Lee725 Posted January 17, 2008 Posted January 17, 2008 Hi sedgwick, i don't want to build unfounded hope but it is only the 17th! - I would maybe give it a little more time before being so hard on yourself. Some men don't like being given date/time constraints so maybe he is just hanging it out a little? (again i don't want to give you unfounded hope) I really don't know what to say because i know that you have heard it all before, i just wanted to let you know that i read your post and i have everything crossed for you that something happens that makes you feel a little better.
Author sedgwick Posted January 17, 2008 Author Posted January 17, 2008 It's the 16th! Believe me, I'm counting the minutes. Last night every time I fell asleep I dreamt we spoke again. Then I'd wake up totally drenched in sweat and shivering and realize it wasn't true. This happened, like, every hour. I don't know if I'm going to survive this. He took my self-confidence and just absolutely destroyed it. The best part is that two years before we got together, I realized I needed to work on a lot of my own issues and to take time off from relationships until I did that. So I spent two full years going to therapy and doing yoga and meditating and dramatically improving my life, and then when I met him it still took me another six months to make sure I wanted to have a relationship. Finally I realized I was really, deeply in love with him, so I told him. I told him I had spent two years dealing with what I had to deal with, and that I wanted to make sure I could be careful with someone's heart before I got into another relationship. I told him he was so special that he was the person I was choosing to try that with. I said, "If I can't trust you, or you can't handle it that I love you, please just tell me now, because this is a really big and scary gift I want to give you. I want to be the best possible version of myself for you, the best possible partner." And god, I worked SO hard to be that. I was so proud of myself throughout the whole relationship. And he was all, oh yeah, you can trust me, I love you too, and we had an amazing year, and then all of a sudden I just wasn't a musician so he couldn't love me and I never saw him again. How do you ever pick yourself up after something like that? How do you deal with it when you KNOW you did the absolute best you could and you bent over backwards to be good to someone and let them know how precious they were to you, and then one day they tell you they need you to be a fiddle player and never speak to you again?

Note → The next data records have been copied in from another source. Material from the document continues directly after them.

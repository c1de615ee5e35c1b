//! Job definitions shared by the job store and the worker.

use std::fmt;
use std::str::FromStr;

use chrono::{DateTime, Utc};
use schemars::JsonSchema;
use serde::{Deserialize, Serialize};
use uuid::Uuid;
use validator::Validate;

use crate::input::{InputDescriptor, ValidationError};
use crate::job_status::JobStatus;

/// Unique identifier for a job.
#[derive(Debug, Clone, PartialEq, Eq, Hash, PartialOrd, Ord, Serialize, Deserialize, JsonSchema)]
#[serde(transparent)]
pub struct JobId(pub String);

impl JobId {
    /// Generate a new random job ID.
    pub fn new() -> Self {
        Self(Uuid::new_v4().to_string())
    }

    /// Create from an existing string.
    pub fn from_string(s: impl Into<String>) -> Self {
        Self(s.into())
    }

    /// Get the inner string.
    pub fn as_str(&self) -> &str {
        &self.0
    }
}

impl Default for JobId {
    fn default() -> Self {
        Self::new()
    }
}

impl fmt::Display for JobId {
    fn fmt(&self, f: &mut fmt::Formatter<'_>) -> fmt::Result {
        write!(f, "{}", self.0)
    }
}

/// Type of job.
#[derive(Debug, Clone, Copy, PartialEq, Eq, Hash, Serialize, Deserialize, JsonSchema)]
#[serde(rename_all = "SCREAMING_SNAKE_CASE")]
pub enum JobKind {
    /// Concatenate the ordered inputs into one video
    Stitch,
    /// Transcribe the first input into text
    Transcribe,
}

impl JobKind {
    pub fn as_str(&self) -> &'static str {
        match self {
            JobKind::Stitch => "STITCH",
            JobKind::Transcribe => "TRANSCRIBE",
        }
    }
}

impl fmt::Display for JobKind {
    fn fmt(&self, f: &mut fmt::Formatter<'_>) -> fmt::Result {
        f.write_str(self.as_str())
    }
}

impl FromStr for JobKind {
    type Err = ValidationError;

    fn from_str(s: &str) -> Result<Self, Self::Err> {
        match s {
            "STITCH" => Ok(JobKind::Stitch),
            "TRANSCRIBE" => Ok(JobKind::Transcribe),
            other => Err(ValidationError::UnsupportedKind(other.to_string())),
        }
    }
}

/// A job as persisted in the job store.
///
/// `kind` and `input_descriptor` are kept exactly as stored; they are parsed
/// by [`JobRecord::validate`] at the start of execution so that a corrupt row
/// fails its own job instead of the read that fetched it.
#[derive(Debug, Clone, PartialEq, Serialize, Deserialize, JsonSchema)]
#[serde(rename_all = "camelCase")]
pub struct JobRecord {
    pub id: JobId,
    pub owner_id: String,
    pub kind: String,
    pub status: JobStatus,
    /// JSON array of store paths
    pub input_descriptor: Option<String>,
    /// Store path (stitch) or inline text (transcribe), set on completion
    pub output_descriptor: Option<String>,
    /// Error text, set on failure
    pub error_detail: Option<String>,
    /// Number of times the job has been claimed
    pub attempts: i32,
    pub created_at: DateTime<Utc>,
    pub updated_at: DateTime<Utc>,
}

impl JobRecord {
    /// Parse the kind and input descriptor into an executable job.
    pub fn validate(&self) -> Result<ValidatedJob, ValidationError> {
        let kind = JobKind::from_str(&self.kind)?;
        let inputs = InputDescriptor::parse(self.input_descriptor.as_deref())?;

        Ok(ValidatedJob {
            id: self.id.clone(),
            owner_id: self.owner_id.clone(),
            kind,
            inputs,
        })
    }

    /// Parsed kind, if the stored value is one we know.
    pub fn parsed_kind(&self) -> Option<JobKind> {
        self.kind.parse().ok()
    }
}

/// A job whose kind and inputs passed validation.
#[derive(Debug, Clone, PartialEq, Eq)]
pub struct ValidatedJob {
    pub id: JobId,
    pub owner_id: String,
    pub kind: JobKind,
    pub inputs: InputDescriptor,
}

impl ValidatedJob {
    /// Where the output of a stitch job with the given basename is stored.
    pub fn output_path(&self, basename: &str) -> String {
        output_storage_path(&self.owner_id, basename)
    }
}

/// Derive the store path for an output file owned by `owner_id`.
pub fn output_storage_path(owner_id: &str, basename: &str) -> String {
    format!("user-{}/outputs/{}", owner_id, basename)
}

/// Payload for submitting a new job.
#[derive(Debug, Clone, Serialize, Deserialize, JsonSchema, Validate)]
#[serde(rename_all = "camelCase")]
pub struct NewJob {
    #[validate(length(min = 1))]
    pub owner_id: String,

    pub kind: JobKind,

    /// Ordered store paths
    #[validate(length(min = 1))]
    pub inputs: Vec<String>,
}

impl NewJob {
    pub fn new(owner_id: impl Into<String>, kind: JobKind, inputs: Vec<String>) -> Self {
        Self {
            owner_id: owner_id.into(),
            kind,
            inputs,
        }
    }

    /// Validate the payload and return the descriptor to persist.
    pub fn descriptor(&self) -> Result<InputDescriptor, ValidationError> {
        if self.inputs.is_empty() {
            return Err(ValidationError::Empty);
        }
        self.validate()
            .map_err(|e| ValidationError::InvalidJob(e.to_string()))?;
        InputDescriptor::from_paths(self.inputs.clone())
    }
}

/// Result of a successfully executed job.
#[derive(Debug, Clone, PartialEq, Eq, Serialize, Deserialize)]
#[serde(tag = "type", content = "value", rename_all = "snake_case")]
pub enum JobOutput {
    /// Store path of the uploaded stitched video
    StoragePath(String),
    /// Inline transcription text
    Text(String),
}

impl JobOutput {
    /// Value written to the job's output descriptor.
    pub fn into_descriptor(self) -> String {
        match self {
            JobOutput::StoragePath(path) => path,
            JobOutput::Text(text) => text,
        }
    }

    pub fn as_descriptor(&self) -> &str {
        match self {
            JobOutput::StoragePath(path) => path,
            JobOutput::Text(text) => text,
        }
    }
}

JosieMcCoy Posted January 17, 2008 Posted January 17, 2008 NC is SOOO HARD!!! Its because no logic you can think of can help kill the emotion! Only time hon!!! At least in my experience! Don't get back with an ex! It will never work out! It's like discovering milk that spoiled in the fridge, and instead of throwing it out, you are putting it back in hopes it will be good again! Cheers!!!
Cobra_X30 Posted January 17, 2008 Posted January 17, 2008 NC is SOOO HARD!!! Its because no logic you can think of can help kill the emotion! Only time hon!!! At least in my experience! Don't get back with an ex! It will never work out! It's like discovering milk that spoiled in the fridge, and instead of throwing it out, you are putting it back in hopes it will be good again! Cheers!!! Naw, NC is pretty easy once you get the technique down. Getting back together with an ex is usually a losing endevor.
Ashbash11 Posted January 17, 2008 Posted January 17, 2008 NC is very very hard!! I'm struggling with it as well, but like the others have said, it's really the way to go, especially when your love is unrecriprocated, or your ex is refusing to talk to you. By the way, I really love the "spoiled milk" reference, JosieMcoy.. very clever!
Author sedgwick Posted January 17, 2008 Author Posted January 17, 2008 You guys, I really appreciate every response. I need it right now. This week is very hard because I was really hoping he'd contact me, and I'm trying to remind myself it's not all my fault that he left me and isn't speaking to me. I did everything I possibly could to be an awesome girlfriend, and I honestly think I was one. It's just hard not to chase him down and beg him to love me again. Someday I'll find a guy who WANTS a girl who gives him massages (I give a kickass massage if I do say so), knits him stuff, bellydances naked for him, offers to take him on vacation with her book money, can do the splits, and has a great porn collection (which she's studied intently.) Dammit, I know he's out there somewhere! I KNOW IT!!! (did i ever mention to you guys that the night before he dumped me i fed him fresh mozzarella and olive bread with basil and tomatoes i grew myself and rubbed his back while he ate it? yeah. totally did.)
Cobra_X30 Posted January 17, 2008 Posted January 17, 2008 I did everything I possibly could to be an awesome girlfriend, and I honestly think I was one. It's just hard not to chase him down and beg him to love me again. Someday I'll find a guy who WANTS a girl who gives him massages (I give a kickass massage if I do say so), knits him stuff, bellydances naked for him, offers to take him on vacation with her book money, can do the splits, and has a great porn collection (which she's studied intently.) Dammit, I know he's out there somewhere! I KNOW IT!!! (did i ever mention to you guys that the night before he dumped me i fed him fresh mozzarella and olive bread with basil and tomatoes i grew myself and rubbed his back while he ate it? yeah. totally did.) Just wait until you find a guy that does all that stuff for you!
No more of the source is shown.